Во многих отношениях этот человек озадачивает, его странность сперва тревожит, как только он подходит - высокий, с худым угловатым лицом, которое украшает чудная козлиная бородка, с пронзительными глазами неопределенного серо-голубого цвета, как бы усеянными золотистыми блестками; это впечатление еще более усиливается, когда слышишь его звонкий, но мягкий голос, неторопливый и монотонный, произносящий с мгновенной запинкой фразы безупречного, если не изысканного синтаксиса, сопровождаемые редкими жестами, размеренными и сдержанными, с полуулыбкой на лице, о которой нельзя сказать, доброжелательна она или насмешлива. Родился он в Италии, его отец был брессанцем (родом из Бельвевра в департаменте Сона и Луара), а мать швейцаркой; ему двадцать пять лет, то есть он на полтора года моложе Сёра, и зовут его Феликс Фенеон.

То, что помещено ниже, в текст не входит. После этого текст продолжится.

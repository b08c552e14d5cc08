//! Core types for `scene-recon`.
//!
//! This crate provides the building blocks shared by the pipeline and CLI
//! crates:
//!
//! - linear algebra type aliases (`Real`, `Pt3`, `Mat4`, and friends) and
//!   pose helpers,
//! - dense row-major per-pixel [`Grid`]s for images, point maps,
//!   confidence maps and masks,
//! - the data model: [`View`], [`Pair`], [`PairwiseResult`], [`SceneState`],
//! - the [`ReconError`] taxonomy,
//! - colour helpers (jet colormap, camera palette).
//!
//! # Example
//!
//! ```
//! use scene_recon_core::{Grid, Mat4, Pt3, SceneState};
//!
//! let image = Grid::filled(4, 3, [128u8, 128, 128]);
//! let points = Grid::filled(4, 3, Pt3::new(0.0, 0.0, 1.0));
//! let conf = Grid::filled(4, 3, 5.0);
//! let mut scene = SceneState::new(
//!     vec![image],
//!     vec![points],
//!     vec![conf],
//!     vec![Mat4::identity()],
//!     vec![200.0],
//! )
//! .unwrap();
//! scene.apply_threshold(3.0);
//! assert_eq!(scene.masks()[0].count(), 12);
//! ```

mod colormap;
mod error;
mod grid;
mod math;
mod pair;
mod scene;
mod view;

pub use colormap::*;
pub use error::ReconError;
pub use grid::Grid;
pub use math::*;
pub use pair::{Pair, PairwiseResult};
pub use scene::{ConfidenceTransform, DEFAULT_MIN_CONF_THR, SceneState};
pub use view::{Rgb, RgbGrid, View, validate_views};
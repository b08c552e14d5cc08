//! Per-view diagnostic images: RGB input, normalized depth and colorized
//! confidence.

use std::fs;
use std::path::{Path, PathBuf};

use anyhow::{Context, Result};
use image::RgbImage;

use scene_recon_core::{Grid, Real, SceneState, gray, jet};

/// Largest finite value over all grids, or `None` if there is none.
fn global_max(grids: &[Grid<Real>]) -> Option<Real> {
    grids
        .iter()
        .filter_map(|g| g.max_finite())
        .reduce(Real::max)
}

/// Divide every grid by the same value: the largest finite entry over all
/// of them. A non-positive or missing maximum leaves values unchanged.
fn normalize_globally(grids: &[Grid<Real>]) -> Vec<Grid<Real>> {
    let scale = match global_max(grids) {
        Some(m) if m > 0.0 => m,
        _ => 1.0,
    };
    grids.iter().map(|g| g.map(|&v| v / scale)).collect()
}

/// Depth maps of all views divided by the largest depth of any view.
pub fn normalized_depth_maps(scene: &SceneState) -> Vec<Grid<Real>> {
    normalize_globally(&scene.depth_maps())
}

/// Confidence maps of all views divided by the largest confidence of any view.
pub fn normalized_confidence_maps(scene: &SceneState) -> Vec<Grid<Real>> {
    normalize_globally(scene.confidences())
}

/// Render `[rgb_0, depth_0, conf_0, rgb_1, depth_1, conf_1, ...]`.
///
/// Depth is rendered as gray levels, confidence through the jet colormap.
pub fn render_channels(scene: &SceneState) -> Vec<RgbImage> {
    let depths = normalized_depth_maps(scene);
    let confs = normalized_confidence_maps(scene);
    let mut out = Vec::with_capacity(3 * scene.num_views());
    for ((img, depth), conf) in scene.images().iter().zip(&depths).zip(&confs) {
        out.push(img.to_rgb_image());
        out.push(depth.map(|&d| gray(d)).to_rgb_image());
        out.push(conf.map(|&c| jet(c)).to_rgb_image());
    }
    out
}

/// Write the channels of [`render_channels`] as
/// `{prefix}_{view}_{rgb|depth|conf}.png` into `dir`.
///
/// # Errors
///
/// Returns an error if the directory cannot be created or an image fails
/// to encode.
pub fn save_channels(scene: &SceneState, dir: &Path, prefix: &str) -> Result<Vec<PathBuf>> {
    fs::create_dir_all(dir)
        .with_context(|| format!("failed to create {}", dir.display()))?;
    let mut paths = Vec::new();
    for (i, img) in render_channels(scene).into_iter().enumerate() {
        let channel = ["rgb", "depth", "conf"][i % 3];
        let path = dir.join(format!("{prefix}_{}_{channel}.png", i / 3));
        img.save(&path)
            .with_context(|| format!("failed to write {}", path.display()))?;
        paths.push(path);
    }
    log::debug!("wrote {} diagnostic images to {}", paths.len(), dir.display());
    Ok(paths)
}
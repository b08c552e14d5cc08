//! Exportable geometry built from masked per-view point maps.

use anyhow::{Result, ensure};

use scene_recon_core::{Grid, Mat4, Pt3, Rgb, RgbGrid, transform_point};

/// Coloured point set.
#[derive(Debug, Clone, Default, PartialEq)]
pub struct PointCloud {
    pub positions: Vec<Pt3>,
    pub colors: Vec<Rgb>,
}

impl PointCloud {
    /// Concatenate the valid points of every view, in view order.
    ///
    /// Non-finite points are skipped even when masked in.
    ///
    /// # Errors
    ///
    /// Returns an error if the per-view lists differ in length or a grid
    /// does not match its image.
    pub fn from_masked(points: &[Grid<Pt3>], images: &[RgbGrid], masks: &[Grid<bool>]) -> Result<Self> {
        check_views(points, images, masks)?;
        let mut cloud = Self::default();
        for ((pts, img), mask) in points.iter().zip(images).zip(masks) {
            for ((p, c), &valid) in pts.iter().zip(img.iter()).zip(mask.iter()) {
                if valid && is_finite(p) {
                    cloud.positions.push(*p);
                    cloud.colors.push(*c);
                }
            }
        }
        Ok(cloud)
    }

    pub fn len(&self) -> usize {
        self.positions.len()
    }

    pub fn is_empty(&self) -> bool {
        self.positions.is_empty()
    }

    pub fn transform(&mut self, m: &Mat4) {
        for p in &mut self.positions {
            *p = transform_point(m, p);
        }
    }
}

/// Triangle mesh with per-vertex colours.
#[derive(Debug, Clone, Default, PartialEq)]
pub struct Mesh {
    pub vertices: Vec<Pt3>,
    pub colors: Vec<Rgb>,
    pub faces: Vec<[u32; 3]>,
}

impl Mesh {
    /// Triangulate one view's pixel grid.
    ///
    /// Each 2×2 cell `(tl, tr, bl, br)` contributes triangles `(tl, tr, bl)`
    /// and `(tr, bl, br)` together with their back faces. A face is kept only
    /// if all three pixels are valid and finite; only referenced vertices are
    /// emitted.
    ///
    /// # Errors
    ///
    /// Returns an error if the grids differ in size.
    pub fn from_grid(points: &Grid<Pt3>, image: &RgbGrid, mask: &Grid<bool>) -> Result<Self> {
        ensure!(
            points.same_size(image) && points.same_size(mask),
            "points {:?}, image {:?} and mask {:?} differ in size",
            points.size(),
            image.size(),
            mask.size()
        );
        let (w, h) = points.size();
        let mut remap: Vec<Option<u32>> = vec![None; w * h];
        let mut mesh = Mesh::default();
        let mut vertex = |mesh: &mut Mesh, i: usize| -> u32 {
            *remap[i].get_or_insert_with(|| {
                mesh.vertices.push(points.as_slice()[i]);
                mesh.colors.push(image.as_slice()[i]);
                (mesh.vertices.len() - 1) as u32
            })
        };

        let valid: Vec<bool> = mask
            .iter()
            .zip(points.iter())
            .map(|(&m, p)| m && is_finite(p))
            .collect();
        for y in 0..h.saturating_sub(1) {
            for x in 0..w.saturating_sub(1) {
                let tl = y * w + x;
                let (tr, bl, br) = (tl + 1, tl + w, tl + w + 1);
                for tri in [[tl, tr, bl], [bl, tr, tl], [tr, bl, br], [br, bl, tr]] {
                    if tri.iter().all(|&i| valid[i]) {
                        let face = tri.map(|i| vertex(&mut mesh, i));
                        mesh.faces.push(face);
                    }
                }
            }
        }
        Ok(mesh)
    }

    /// Merge meshes, offsetting face indices.
    pub fn concat(meshes: impl IntoIterator<Item = Mesh>) -> Mesh {
        let mut out = Mesh::default();
        for m in meshes {
            out.append(m);
        }
        out
    }

    pub fn append(&mut self, other: Mesh) {
        let offset = self.vertices.len() as u32;
        self.vertices.extend(other.vertices);
        self.colors.extend(other.colors);
        self.faces
            .extend(other.faces.into_iter().map(|f| f.map(|i| i + offset)));
    }

    pub fn num_faces(&self) -> usize {
        self.faces.len()
    }

    pub fn is_empty(&self) -> bool {
        self.faces.is_empty()
    }

    pub fn transform(&mut self, m: &Mat4) {
        for p in &mut self.vertices {
            *p = transform_point(m, p);
        }
    }
}

fn is_finite(p: &Pt3) -> bool {
    p.coords.iter().all(|c| c.is_finite())
}

fn check_views(points: &[Grid<Pt3>], images: &[RgbGrid], masks: &[Grid<bool>]) -> Result<()> {
    ensure!(
        points.len() == masks.len() && masks.len() <= images.len(),
        "{} point maps, {} masks and {} images",
        points.len(),
        masks.len(),
        images.len()
    );
    for (v, ((p, i), m)) in points.iter().zip(images).zip(masks).enumerate() {
        ensure!(
            p.same_size(i) && p.same_size(m),
            "view {v}: points {:?}, image {:?}, mask {:?}",
            p.size(),
            i.size(),
            m.size()
        );
    }
    Ok(())
}

/// Triangulate every view and concatenate the results.
///
/// # Errors
///
/// Returns an error on mismatched per-view inputs.
pub fn mesh_from_views(points: &[Grid<Pt3>], images: &[RgbGrid], masks: &[Grid<bool>]) -> Result<Mesh> {
    check_views(points, images, masks)?;
    let meshes = points
        .iter()
        .zip(images)
        .zip(masks)
        .map(|((p, i), m)| Mesh::from_grid(p, i, m))
        .collect::<Result<Vec<_>>>()?;
    Ok(Mesh::concat(meshes))
}

#[cfg(test)]
mod tests {
    use super::*;

    fn grid3() -> (Grid<Pt3>, RgbGrid) {
        let pts = Grid::from_fn(3, 3, |x, y| Pt3::new(x as f64, y as f64, 1.0));
        let img = Grid::from_fn(3, 3, |x, y| [x as u8, y as u8, 0]);
        (pts, img)
    }

    #[test]
    fn full_grid_has_four_faces_per_cell() {
        let (pts, img) = grid3();
        let mesh = Mesh::from_grid(&pts, &img, &Grid::filled(3, 3, true)).unwrap();
        assert_eq!(mesh.num_faces(), 4 * 4);
        assert_eq!(mesh.vertices.len(), 9);
        assert!(mesh.faces.iter().flatten().all(|&i| (i as usize) < 9));
    }

    #[test]
    fn invalid_pixels_drop_their_faces_and_vertices() {
        let (pts, img) = grid3();
        let mut mask = Grid::filled(3, 3, true);
        mask[(1, 1)] = false;
        let mesh = Mesh::from_grid(&pts, &img, &mask).unwrap();
        // Only the top-left and bottom-right cells keep a triangle (and its back face).
        assert_eq!(mesh.num_faces(), 4);
        assert_eq!(mesh.vertices.len(), 6);
        assert!(!mesh.vertices.contains(&Pt3::new(1.0, 1.0, 1.0)));
        for (v, c) in mesh.vertices.iter().zip(&mesh.colors) {
            assert_eq!([v.x as u8, v.y as u8, 0], *c);
        }
    }

    #[test]
    fn empty_mask_gives_empty_mesh() {
        let (pts, img) = grid3();
        let mesh = Mesh::from_grid(&pts, &img, &Grid::filled(3, 3, false)).unwrap();
        assert!(mesh.is_empty());
        assert!(mesh.vertices.is_empty());
    }

    #[test]
    fn non_finite_points_are_never_exported() {
        let (mut pts, img) = grid3();
        pts[(1, 1)] = Pt3::new(f64::NAN, 0.0, 1.0);
        pts[(2, 2)] = Pt3::new(0.0, f64::INFINITY, 1.0);
        let all = Grid::filled(3, 3, true);

        let mesh = Mesh::from_grid(&pts, &img, &all).unwrap();
        // Only the top-left triangle and its back face avoid both bad pixels.
        assert_eq!(mesh.num_faces(), 2);
        assert_eq!(mesh.vertices.len(), 3);
        assert!(mesh.vertices.iter().all(is_finite));

        let cloud = PointCloud::from_masked(&[pts], &[img], &[all]).unwrap();
        assert_eq!(cloud.len(), 7);
        assert!(cloud.positions.iter().all(is_finite));
    }

    #[test]
    fn concat_offsets_indices() {
        let (pts, img) = grid3();
        let one = Mesh::from_grid(&pts, &img, &Grid::filled(3, 3, true)).unwrap();
        let two = Mesh::concat([one.clone(), one.clone()]);
        assert_eq!(two.vertices.len(), 18);
        assert_eq!(two.num_faces(), 32);
        assert_eq!(two.faces[16], one.faces[0].map(|i| i + 9));
    }

    #[test]
    fn point_cloud_keeps_masked_points_in_view_order() {
        let (pts, img) = grid3();
        let mut mask = Grid::filled(3, 3, false);
        mask[(2, 0)] = true;
        let cloud = PointCloud::from_masked(
            &[pts.clone(), pts],
            &[img.clone(), img],
            &[mask, Grid::filled(3, 3, true)],
        )
        .unwrap();
        assert_eq!(cloud.len(), 10);
        assert_eq!(cloud.positions[0], Pt3::new(2.0, 0.0, 1.0));
        assert_eq!(cloud.colors[0], [2, 0, 0]);
    }
}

"Таинственный", "загадочный", "мефистофелический", "демонический" такими эпитетами чаще всего наделяли этого человека. Что-то в нем вызывало беспокойство. Но, по сути, своеобразие его личности беспокоило гораздо меньше, нежели все то, что проглядывало за его манерами, нарочитость которых он, впрочем, сознательно подчеркивал, прибегая к нюансам. Нюансы, запинки в речи - благодаря им он скрывал и одновременно обнаруживал свое удивительное владение языком. Нюанс - неприметный довесок, прибавляемый им к церемонной любезности и позволяющий намекнуть, какими пустяками считает он все эти вежливые формулы, с каким безразличием относится к ответам, которые получит от собеседника. Нюанс - это и преувеличенно парадоксальный оборот речи или крайне равнодушный тон, смягчающий высказанную без прикрас правду или резкость ниспровергающего мнения. Наконец нюанс - это двусмысленная ирония, сквозящая в каждом его суждении, и явное пристрастие Фенеона к вышедшим из употребления словам, которое, несомненно, было лишь наиболее очевидным ее проявлением, хотя этим грешили и многие его друзья, писатели или поэты декадентского толка. Отдавая дань искусственности языка, заставлявшей его использовать вычурные термины, забытые слова или неологизмы, он получал удовольствие, когда говорил о "мимозной" чувствительности, о "вялости" женского торса, "потрескивающих" брызгах света, о "сосцевидных" пейзажах парижской окраины, о страстных, быстро "закисающих" экзальтациях..[51]
46
46 См. "Жизнь Мане", ч. III, гл. 1.
47
47 Сообщено Джорджем Муром.
48
48 Синьяк.
49
49 Цитаты взяты последовательно из "Ви модерн" (Эннекен, 19 июня 1886 г.), "Франс либр" (Омель, 28 мая 1886 г.) и "Ревю де демен" (Фэвр, май-июнь 1886 г.).
50
50 Октав Мирбо ("Франс", 20 мая 1886 г.).
51
51 Примеры взяты из "Карманного словаря к текстам символистов и декадентов", изданного Жаком Пловером (Поль Адам) в октябре 1888 года у книгопродавца Ванье.